CLANG! CLANG! CLANG! Pedro acordou com o barulho. Vinha da garagem. Havia trancado a porta que dava acesso à casa. Entendeu logo: Inês estava viva. Tinha certeza de tê-la sentido gelada antes de sair de lá. Deve ter sido a temperatura mesmo. Pegou uma faca de churrasco na cozinha e desceu para a garagem. Abriu a porta pra ver Inês batendo com uma chave de boca na fechadura da garagem, na parte que dava pra rua.

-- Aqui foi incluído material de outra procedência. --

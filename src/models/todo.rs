use chrono::NaiveDate;
use serde::{Deserialize, Serialize};

use super::fields::{self, completion, due_date, Rendered};
use super::{PostId, PostStatus, TermId, UserId};

/// A todo filed under a todo list.
///
/// Completion is a real `bool` here; on the wire it is the flag set
/// `["Done"]` or `[]` (see [`fields::completion`]).
#[derive(Debug, Clone, Serialize, Deserialize)]
pub struct Todo {
    pub id: PostId,
    #[serde(default)]
    pub title: Rendered,
    #[serde(default)]
    pub content: Rendered,
    #[serde(default)]
    pub link: String,
    #[serde(default)]
    pub status: String,
    #[serde(default, deserialize_with = "fields::acf_map")]
    pub acf: TodoFields,
    /// Todo lists (todo-category terms) this todo is filed under.
    #[serde(
        rename = "wisdm-central-todo-category",
        default,
        deserialize_with = "fields::id_list"
    )]
    pub lists: Vec<TermId>,
}

impl Todo {
    pub fn title(&self) -> &str {
        &self.title.rendered
    }

    pub fn is_done(&self) -> bool {
        self.acf.done
    }

    pub fn project(&self) -> Option<PostId> {
        self.acf.project()
    }

    pub fn due_on(&self) -> Option<NaiveDate> {
        self.acf.due_on
    }

    pub fn assignee(&self) -> Option<UserId> {
        self.acf.assigned_to
    }

    /// The list the todo was created in.
    pub fn list(&self) -> Option<TermId> {
        self.lists.first().copied()
    }

    pub fn is_in_list(&self, list: TermId) -> bool {
        self.lists.contains(&list)
    }
}

/// Custom fields of a todo.
#[derive(Debug, Clone, Default, Serialize, Deserialize)]
pub struct TodoFields {
    #[serde(
        default,
        deserialize_with = "fields::opt_id",
        skip_serializing_if = "Option::is_none"
    )]
    pub project_id: Option<PostId>,
    /// Older entries store the owning project under `project`.
    #[serde(
        default,
        deserialize_with = "fields::opt_id",
        skip_serializing_if = "Option::is_none"
    )]
    pub project: Option<PostId>,
    #[serde(rename = "task_complete", default, with = "completion")]
    pub done: bool,
    #[serde(default, with = "due_date")]
    pub due_on: Option<NaiveDate>,
    #[serde(default, deserialize_with = "fields::opt_id")]
    pub assigned_to: Option<UserId>,
}

impl TodoFields {
    pub fn project(&self) -> Option<PostId> {
        self.project_id.or(self.project)
    }
}

/// Custom fields sent when creating or updating a todo.
#[derive(Debug, Clone, Default, Serialize)]
pub struct TodoFieldsInput {
    #[serde(skip_serializing_if = "Option::is_none")]
    pub project_id: Option<PostId>,
    #[serde(
        rename = "task_complete",
        skip_serializing_if = "Option::is_none",
        serialize_with = "completion::serialize_opt"
    )]
    pub done: Option<bool>,
    #[serde(
        skip_serializing_if = "Option::is_none",
        serialize_with = "due_date::serialize"
    )]
    pub due_on: Option<NaiveDate>,
    #[serde(skip_serializing_if = "Option::is_none")]
    pub assigned_to: Option<UserId>,
}

impl TodoFieldsInput {
    /// Only the completion flag, as sent by the list page checkbox.
    pub fn completion(done: bool) -> Self {
        Self {
            done: Some(done),
            ..Default::default()
        }
    }
}

/// Input for creating a todo in a list.
#[derive(Debug, Clone, Serialize)]
pub struct CreateTodoInput {
    pub title: String,
    pub status: PostStatus,
    pub content: String,
    pub acf: TodoFieldsInput,
    #[serde(rename = "wisdm-central-todo-category")]
    pub list: TermId,
}

/// Input for updating a todo. All fields are optional for partial updates.
#[derive(Debug, Clone, Default, Serialize)]
pub struct UpdateTodoInput {
    #[serde(skip_serializing_if = "Option::is_none")]
    pub title: Option<String>,
    #[serde(skip_serializing_if = "Option::is_none")]
    pub status: Option<PostStatus>,
    #[serde(skip_serializing_if = "Option::is_none")]
    pub content: Option<String>,
    #[serde(skip_serializing_if = "Option::is_none")]
    pub acf: Option<TodoFieldsInput>,
}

- Não vai abrir. Mesmo que você quebre, o ferrolho não vai voltar. Se você quebrar a fechadura, nunca mais vai sair daqui. - Pedro não fez nenhuma questão de esconder nem a faca nem suas intenções. Ela não falava. Estava estática. Ainda segurava a chave de boca, mas não teve presença de espírito de ameaçar Pedro, ou de atacá-lo; sua presença preenchia o espaço como oxigênio. Ele se aproximou, como sempre firme e calmo. Pedro agia como um rolo compressor. Ela já não chorava. Quando, num movimento rápido, a faca talhou seu pescoço de um lado a outro, Inês pensava no seu filho que dormia na casa de sua mãe. A última imagem que cruzou sua mente foi o sorriso do garoto. O vermelho vivo se mesclando com os cabelos dela deixaram Pedro novamente excitado. Mais do que jamais estivera. Com seu corpo ainda quente, Pedro se satisfez de novo. E de novo. E de novo. Perdeu-se nas contas. Enterrava os dedos no talho do pescoço enquanto fodia o corpo inerte da moça. Não era a mesma coisa. Não era quem precisava ser. Uma mala antiga. Uma mala nova. Uma serra tico-tico. Jogou as malas com o corpo exanguinado na praia mais bonita da região. Não era uma praia deserta. Não podia ser. Mas quando passou pela guarita da PM, por volta das 16h, ninguém diria que não estava indo pescar ou tomar uma cerveja na beira mar. Quando voltou com o carro muito mais leve, por volta das 3h da madrugada, ninguém suspeitou. No caminho encontrou outra menina da esquina. Tarde como já era e sem programas, ela entrou no carro sem titubear. Se tivesse olhado pro banco de trás teria visto o descolorante e a tintura de cabelo "vermelho acobreado" compradas antes da ida à praia.